5 Steps to an Accurate Bloomerang Import
For many organizations, Bloomerang is a data management system that spans many functions. It holds donor, fundraising, development, volunteer, and other critical operational data. However, there are times when data is gathered, collected, and aggregated in systems external to Bloomerang. That data must be brought into Bloomerang, but entering it manually can be too time consuming. This is where Bloomerang imports come into play and make the integration of data systems much easier.
However, the import process shouldn’t be underestimated. If your Bloomerang import is done inefficiently or doesn’t follow the proper steps, you can spend more time importing data into Bloomerang than you would entering the data manually by hand. Follow these five steps to efficiently and accurately import data into Bloomerang.

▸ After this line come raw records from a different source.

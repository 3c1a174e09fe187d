// src/ports/mod.rs
//! Collaborator contracts
//!
//! The core is implementable purely in terms of these traits; it has no
//! knowledge of how state is stored, how batches are applied, or where
//! notifications go. Payload shapes beyond the batch types are owned by
//! the collaborator, not by this crate.

pub mod memory;

use crate::mutation::{GlobalMutationBatch, RoomMutationBatch};
use crate::runtime::{ExecutionContext, NotifyRequest};
use crate::telemetry::{TelemetryRecord, WatchdogAlert};
use crate::utils::errors::Result;
use crate::world::{GlobalSnapshot, RoomSnapshot};
use async_trait::async_trait;
use serde_json::Value;
use std::collections::HashMap;

/// Read-only, point-in-time world state access
#[async_trait]
pub trait StateProvider: Send + Sync {
    async fn room_snapshot(&self, room: &str, tick: u64) -> Result<RoomSnapshot>;

    async fn global_snapshot(&self, tick: u64) -> Result<GlobalSnapshot>;

    /// Users with active scripts this tick
    async fn active_users(&self, tick: u64) -> Result<Vec<String>>;

    /// Rooms requiring processing this tick
    async fn active_rooms(&self, tick: u64) -> Result<Vec<String>>;
}

/// Applies one room-scoped batch atomically; the core never retries
#[async_trait]
pub trait RoomMutationDispatcher: Send + Sync {
    async fn apply(&self, batch: RoomMutationBatch) -> Result<()>;
}

/// Applies one world-scoped batch atomically; the core never retries
#[async_trait]
pub trait GlobalMutationDispatcher: Send + Sync {
    async fn apply(&self, batch: GlobalMutationBatch) -> Result<()>;
}

/// Persists user memory produced by sandbox runs
#[async_trait]
pub trait MemorySink: Send + Sync {
    async fn save_raw_memory(&self, user_id: &str, blob: &str) -> Result<()>;

    async fn save_memory_segments(
        &self,
        user_id: &str,
        segments: &HashMap<u8, String>,
    ) -> Result<()>;

    async fn save_inter_shard_segment(&self, user_id: &str, blob: &str) -> Result<()>;
}

/// Loads a user's execution context (code, memory, limits) for one tick
#[async_trait]
pub trait ScriptStore: Send + Sync {
    async fn load_context(&self, user_id: &str, tick: u64) -> Result<ExecutionContext>;
}

/// Receives the intents a script emitted, for the processor stage to pick up
#[async_trait]
pub trait IntentSink: Send + Sync {
    async fn save_intents(
        &self,
        user_id: &str,
        tick: u64,
        room_intents: &HashMap<String, HashMap<String, Value>>,
        global_intents: &HashMap<String, Value>,
    ) -> Result<()>;
}

/// Outbound player messaging
#[async_trait]
pub trait NotificationService: Send + Sync {
    async fn send_notification(&self, user_id: &str, request: &NotifyRequest) -> Result<()>;

    async fn publish_console_messages(
        &self,
        user_id: &str,
        log: &[String],
        results: &[String],
    ) -> Result<()>;

    async fn publish_console_error(&self, user_id: &str, error: &str) -> Result<()>;
}

/// Fire-and-forget observability export; failures are the exporter's problem
pub trait ObservabilityExporter: Send + Sync {
    fn export_telemetry(&self, record: &TelemetryRecord);

    fn export_watchdog_alert(&self, alert: &WatchdogAlert);

    fn export_room_stats(&self, room: &str, tick: u64, stats: &Value);
}

/// Room history capture, called by the room-processing unit
#[async_trait]
pub trait HistoryService: Send + Sync {
    async fn save_room_history_tick(&self, room: &str, tick: u64, payload: &Value) -> Result<()>;

    async fn upload_history_chunk(&self, room: &str, base_tick: u64) -> Result<()>;
}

1. Develop your import file template
The first step of any import is to develop an import file template. An import file template is an Excel file with column headers that match the fields on the data object you want to import. Like a blueprint for a house, an import file template can help you make sure nothing gets left behind.
Create an import file template with these steps…

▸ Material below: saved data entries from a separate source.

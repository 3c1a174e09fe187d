// src/runtime/mod.rs
//! Sandboxed script execution
//!
//! This module provides the isolated execution environment for untrusted
//! player scripts:
//!
//! - **Engine**: the ports-and-adapters seam around the embedded script
//!   engine — the rest of the core only sees `ScriptEngine`
//! - **Sandbox**: one-shot execution with wall-clock interrupt and heap
//!   ceiling; always returns a result, never throws for broken user code
//! - **Sandbox Pool**: warm instances keyed by (user, code hash) to
//!   amortize engine startup, with a forced-cold escape hatch
//!
//! # Architecture
//!
//! ```text
//! Worker ──▶ SandboxPool.rent(user, hash) ──▶ Sandbox
//!                                               │ execute(ctx)
//!                                               ▼
//!                                    ScriptEngine (trait)
//!                                     │           │
//!                               LocalEngine   test stubs
//! ```

pub mod engine;
pub mod sandbox;
pub mod sandbox_pool;

pub use engine::{
    EngineFault, EngineJob, HostBridge, InterruptHandle, LocalEngine, NotifyRequest, ScriptEngine,
};
pub use sandbox::{ExecutionContext, ExecutionMetrics, ExecutionResult, Sandbox};
pub use sandbox_pool::{EngineFactory, PoolStats, SandboxPool};
use std::env;

pub struct Config {
    pub database_url: String,
    pub server_port: u16,
    pub server_host: String,
}

impl Config {
    pub fn from_env() -> Self {
        Self {
            database_url: env::var("DATABASE_URL").expect("DATABASE_URL must be set"),
            server_port: env::var("SERVER_PORT")
                .unwrap_or_else(|_| "8080".to_string())
                .parse()
                .expect("SERVER_PORT must be a number"),
            server_host: env::var("SERVER_HOST").unwrap_or_else(|_| "127.0.0.1".to_string()),
        }
    }

    pub fn server_url(&self) -> String {
        format!("http://{}:{}", self.server_host, self.server_port)
    }
}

- Determine what you are importing. Are you importing constituents, donations, interactions, or notes?Are these records for individuals or organizations?
- Outline all of the fields on the data object you are importing. Review the data entry screen for that object in Bloomerang and outline the fields you want to import. For example, if you are entering donations for individuals, go into Bloomerang and list the fields on the individual constituent object. Then go into a blank donation record and list the fields on the donation object as well. Pay particular attention to required fields for the data object because those will be required in the import.
- Take the list of fields for each data object and add them in the top row of an Excel spreadsheet with each field in a separate column. Save your import file template for the next step in the process.
2. Map your data to the template
You have two options when mapping your data into the import file template. The option you choose will depend on your comfort level manipulating data in Excel.
You can either…
- Copy and paste the data you have in a separate Excel spreadsheet into the import file template you created by matching the column headers with the data you want to import.
- Or, you can arrange your data in the current Excel file to match the column headers in your import file template.
The end goal is to produce an import file that matches the template you created in step one. Don’t forget to include fields that are required in Bloomerang to create a specific data object.
3. Review and clean your import file
After your data is fully mapped to your import file and you have a single file with your data, you need to review and clean up your data prior to import. Reviewing and cleaning your import file will mitigate Bloomerang import errors and inaccuracies.
Reviewing and cleaning your import file should include the following steps.
- Review each column and confirm the name of each column header matches the field name in Bloomerang (or is closely named to the field in Bloomerang).
- Review each column and confirm the field type and data style of your data matches the field type and data style of the same field in Bloomerang.
- Remove blank rows in your import file and remove blank columns (if no data is in that column).
- After all of the data is cleaned, you may need to separate your import file into multiple import files. Bloomerang can only accept 2,000 rows of data at any one time. This includes the column header in row one, so only 1,999 rows of actual data can be imported in a single file.
4. Run a test file
Imports cannot be undone. Once you run an import, you cannot easily delete or recover your database’s state prior to the import. User import errors can only be corrected manually. If you run a batch of 100 records or even 1,999 records and make a mistake, you will be manually updating your database for many hours. That is why it is important to run a small test batch of 3-5 rows of data before you import your full import file. Start with a small number of records as a test, so you can manually recover if you make any mistakes. Run your full import file once you are confident the import will do what you want it to do.
Running a test file is practical because it mitigates errors, but it also streamlines subsequent imports. Once a successful import is run through Bloomerang’s system, it is saved and can be easily accessed for future imports that use the same import file template (i.e. order of column headers).
Don’t forget to spot check the imported test data to make sure everything was imported into Bloomerang properly.
5. Run full file and test accuracy
After the test file import is successful, run your full import data. Then test your import for accuracy.
First, check the import statistics as you run the import. Then run a report and double-check that the number of records created via import match your expectations. This can be done by filtering on a common data element like a specific field in your imported data or the creation date of the record.
In addition to running a report, it is also recommended that you do some spot checking of your data to make sure it was imported properly. Even though you ran your test earlier, it is important to confirm the quality of your import. Verifying the validity of the data in your import will help you sleep better at night and minimize the potential for long-term reporting issues from bad or inaccurate data.
How to Value Imports
Imports can save your organization time and energy if you follow these five steps. However, using the Bloomerang import tool should always be based on a cost to benefit analysis. The purpose of an import is to save you time. If you don’t save time with an import, don’t import the data. Enter the data manually instead.
You can make this determination by multiplying the time it takes to enter one record in your file manually times the number of records in your data set. Estimate how much time it will take to run your import and find where the two calculations hit a break-even. Now you know when an import is a positive return on time and when it isn’t.